TRY IT: Scan the data below. Pull out each line where "crate" occurs.

───── DATA SUPPLIED ─────

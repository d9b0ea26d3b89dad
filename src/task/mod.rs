pub mod classify;
pub mod parse;

use chrono::NaiveDateTime;
use serde::Serialize;

pub use self::classify::Classification;

/// Lifecycle status of a warehouse task as reported upstream.
#[derive(Debug, Clone, Copy, PartialEq, Eq, Hash, Serialize)]
#[serde(rename_all = "snake_case")]
pub enum TaskStatus {
    Prepared,
    InProgress,
    Completed,
    CompletedWithErrors,
}

impl TaskStatus {
    /// Maps an upstream status string. The legacy "completed without errors"
    /// value is folded into `Completed`.
    pub fn from_upstream(raw: &str) -> Option<Self> {
        match raw.trim() {
            "Подготовлено" => Some(Self::Prepared),
            "В работе" => Some(Self::InProgress),
            "Выполнено" | "Выполнено без ошибок" => Some(Self::Completed),
            "Выполнено с ошибками" => Some(Self::CompletedWithErrors),
            _ => None,
        }
    }

    /// True once a picker has taken the task.
    pub const fn is_started(self) -> bool {
        matches!(
            self,
            Self::InProgress | Self::Completed | Self::CompletedWithErrors
        )
    }

    pub const fn is_finished(self) -> bool {
        matches!(self, Self::Completed | Self::CompletedWithErrors)
    }
}

/// How the goods leave the warehouse.
#[derive(Debug, Clone, Copy, PartialEq, Eq, Hash, Serialize)]
#[serde(rename_all = "snake_case")]
pub enum DeliveryMethod {
    Pickup,
    ToCustomer,
}

impl DeliveryMethod {
    pub fn from_upstream(raw: &str) -> Option<Self> {
        match raw.trim() {
            "Самовывоз" => Some(Self::Pickup),
            "До клиента" => Some(Self::ToCustomer),
            _ => None,
        }
    }
}

/// A fully derived warehouse task.
///
/// Records are only ever built by [`parse::parse_task`] and only published
/// through [`crate::snapshot::Snapshot::aggregate`], which fills the
/// `active_*` load fields.
#[derive(Debug, Clone, PartialEq, Serialize)]
pub struct TaskRecord {
    pub reference: String,
    pub created_at: NaiveDateTime,
    pub execution_started_at: Option<NaiveDateTime>,
    pub execution_completed_at: Option<NaiveDateTime>,
    pub due_at: Option<NaiveDateTime>,
    pub status: TaskStatus,
    pub delivery_method: DeliveryMethod,
    pub volume: f64,
    pub line_count: u32,
    pub team: String,
    pub recipient_info: String,

    pub reaction_seconds: i64,
    pub completion_seconds: i64,
    pub classification: Classification,
    /// Marker size multiplier: 1.0 (<= 2 min), 1.1 (<= 5 min), 1.2 otherwise.
    pub reaction_scale: f32,
    /// Completion time in minutes, clamped to [1, 180].
    pub completion_scale: u32,

    pub active_line_load: u64,
    pub active_volume_load: f64,
}

impl TaskRecord {
    /// Whether this task counts as in flight at `instant`.
    ///
    /// A task with no completion time is still open.
    pub fn is_active_at(&self, instant: NaiveDateTime) -> bool {
        self.created_at <= instant
            && self
                .execution_completed_at
                .map_or(true, |done| done >= instant)
    }
}

#[cfg(test)]
mod tests {
    use super::*;

    #[test]
    fn test_status_from_upstream() {
        assert_eq!(
            TaskStatus::from_upstream("Подготовлено"),
            Some(TaskStatus::Prepared)
        );
        assert_eq!(
            TaskStatus::from_upstream("В работе"),
            Some(TaskStatus::InProgress)
        );
        assert_eq!(
            TaskStatus::from_upstream("Выполнено"),
            Some(TaskStatus::Completed)
        );
        assert_eq!(
            TaskStatus::from_upstream("Выполнено с ошибками"),
            Some(TaskStatus::CompletedWithErrors)
        );
        assert_eq!(TaskStatus::from_upstream("Отменено"), None);
    }

    #[test]
    fn test_legacy_status_normalized() {
        assert_eq!(
            TaskStatus::from_upstream("Выполнено без ошибок"),
            Some(TaskStatus::Completed)
        );
    }

    #[test]
    fn test_delivery_method_from_upstream() {
        assert_eq!(
            DeliveryMethod::from_upstream("Самовывоз"),
            Some(DeliveryMethod::Pickup)
        );
        assert_eq!(
            DeliveryMethod::from_upstream(" До клиента "),
            Some(DeliveryMethod::ToCustomer)
        );
        assert_eq!(DeliveryMethod::from_upstream("Почта"), None);
    }

    #[test]
    fn test_status_predicates() {
        assert!(!TaskStatus::Prepared.is_started());
        assert!(TaskStatus::InProgress.is_started());
        assert!(!TaskStatus::InProgress.is_finished());
        assert!(TaskStatus::CompletedWithErrors.is_finished());
    }
}
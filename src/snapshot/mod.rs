//! Published dataset and the single shared slot holding it.

pub mod merge;

use std::mem;
use std::sync::Arc;

use chrono::{NaiveDate, NaiveDateTime, NaiveTime};
use parking_lot::Mutex;

use crate::load;
use crate::task::TaskRecord;

/// Immutable, fully derived set of task records.
///
/// Only [`Snapshot::aggregate`] builds a non-empty snapshot, so every record
/// a reader sees carries its load aggregate.
#[derive(Debug, Default)]
pub struct Snapshot {
    records: Vec<TaskRecord>,
    refreshed_at: Option<NaiveDateTime>,
}

impl Snapshot {
    pub fn empty() -> Self {
        Self::default()
    }

    /// Recompute the load aggregate over `records` and freeze the result.
    pub fn aggregate(mut records: Vec<TaskRecord>, refreshed_at: NaiveDateTime) -> Self {
        load::apply(&mut records);
        Self {
            records,
            refreshed_at: Some(refreshed_at),
        }
    }

    pub fn records(&self) -> &[TaskRecord] {
        &self.records
    }

    pub fn len(&self) -> usize {
        self.records.len()
    }

    pub fn is_empty(&self) -> bool {
        self.records.is_empty()
    }

    /// When the cycle that built this snapshot ran. `None` before the first
    /// successful refresh.
    pub fn refreshed_at(&self) -> Option<NaiveDateTime> {
        self.refreshed_at
    }

    pub fn latest_created_at(&self) -> Option<NaiveDateTime> {
        self.records.iter().map(|r| r.created_at).max()
    }

    /// Midnight of the day of the most recent record.
    pub fn cutoff(&self) -> Option<NaiveDateTime> {
        self.latest_created_at().map(start_of_day)
    }

    /// Earliest and latest creation dates.
    pub fn date_bounds(&self) -> Option<(NaiveDate, NaiveDate)> {
        let mut iter = self.records.iter().map(|r| r.created_at.date());
        let first = iter.next()?;
        Some(iter.fold((first, first), |(lo, hi), d| (lo.min(d), hi.max(d))))
    }

    /// Records created within `[from, to]`, in snapshot order.
    pub fn in_range(
        &self,
        from: NaiveDateTime,
        to: NaiveDateTime,
    ) -> impl Iterator<Item = &TaskRecord> + '_ {
        self.records
            .iter()
            .filter(move |r| r.created_at >= from && r.created_at <= to)
    }

    /// The whole calendar day of the most recent record.
    pub fn default_day_range(&self) -> Option<(NaiveDateTime, NaiveDateTime)> {
        self.latest_created_at().map(|t| day_range(t.date()))
    }
}

pub fn start_of_day(t: NaiveDateTime) -> NaiveDateTime {
    t.date().and_time(NaiveTime::MIN)
}

/// `00:00:00` through `23:59:59` of `day`.
pub fn day_range(day: NaiveDate) -> (NaiveDateTime, NaiveDateTime) {
    let end = NaiveTime::from_hms_opt(23, 59, 59).unwrap_or(NaiveTime::MIN);
    (day.and_time(NaiveTime::MIN), day.and_time(end))
}

/// The one mutable cell shared between the refresh loop and readers.
///
/// The lock is held only to clone or swap the `Arc`.
#[derive(Debug)]
pub struct SnapshotSlot {
    current: Mutex<Arc<Snapshot>>,
}

impl SnapshotSlot {
    pub fn new(initial: Snapshot) -> Self {
        Self {
            current: Mutex::new(Arc::new(initial)),
        }
    }

    pub fn load(&self) -> Arc<Snapshot> {
        self.current.lock().clone()
    }

    /// Publish `next` and hand back the previous snapshot, so the caller
    /// drops it outside the lock.
    pub fn store(&self, next: Arc<Snapshot>) -> Arc<Snapshot> {
        mem::replace(&mut *self.current.lock(), next)
    }
}

impl Default for SnapshotSlot {
    fn default() -> Self {
        Self::new(Snapshot::empty())
    }
}

#[cfg(test)]
mod tests {
    use super::*;
    use crate::load::tests::{record, t0};

    #[test]
    fn test_empty_snapshot() {
        let snap = Snapshot::empty();
        assert!(snap.is_empty());
        assert_eq!(snap.refreshed_at(), None);
        assert_eq!(snap.cutoff(), None);
        assert_eq!(snap.date_bounds(), None);
        assert_eq!(snap.default_day_range(), None);
    }

    #[test]
    fn test_aggregate_fills_loads() {
        let snap = Snapshot::aggregate(
            vec![
                record(0, Some(10), 5, 1.0),
                record(5, Some(20), 3, 2.0),
                record(15, None, 2, 0.5),
            ],
            t0(),
        );
        let lines: Vec<_> = snap.records().iter().map(|r| r.active_line_load).collect();
        assert_eq!(lines, vec![5, 8, 5]);
        assert_eq!(snap.refreshed_at(), Some(t0()));
    }

    #[test]
    fn test_cutoff_and_ranges() {
        // 08:00 on day one, 09:00 on day three.
        let snap = Snapshot::aggregate(
            vec![record(0, None, 1, 0.0), record(2 * 24 * 60 + 60, None, 1, 0.0)],
            t0(),
        );
        let day_three = NaiveDate::from_ymd_opt(2024, 3, 3).expect("valid date");

        assert_eq!(snap.cutoff(), Some(day_three.and_time(NaiveTime::MIN)));
        assert_eq!(snap.date_bounds(), Some((t0().date(), day_three)));

        let (from, to) = snap.default_day_range().expect("non-empty");
        assert_eq!(from, day_three.and_time(NaiveTime::MIN));
        assert_eq!(to.date(), day_three);
        assert_eq!(snap.in_range(from, to).count(), 1);
        assert_eq!(snap.in_range(t0(), to).count(), 2);
    }

    #[test]
    fn test_slot_swap_returns_previous() {
        let slot = SnapshotSlot::default();
        let before = slot.load();
        assert!(before.is_empty());

        let next = Arc::new(Snapshot::aggregate(vec![record(0, None, 1, 0.0)], t0()));
        let old = slot.store(Arc::clone(&next));

        assert!(Arc::ptr_eq(&old, &before));
        assert!(Arc::ptr_eq(&slot.load(), &next));
        // Readers holding the old snapshot keep it alive.
        assert!(before.is_empty());
    }
}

─────

OUTPUT BELOW:
/// through [`crate::snapshot::Snapshot::aggregate`], which fills the
use crate::load;
use crate::task::TaskRecord;
    use crate::load::tests::{record, t0};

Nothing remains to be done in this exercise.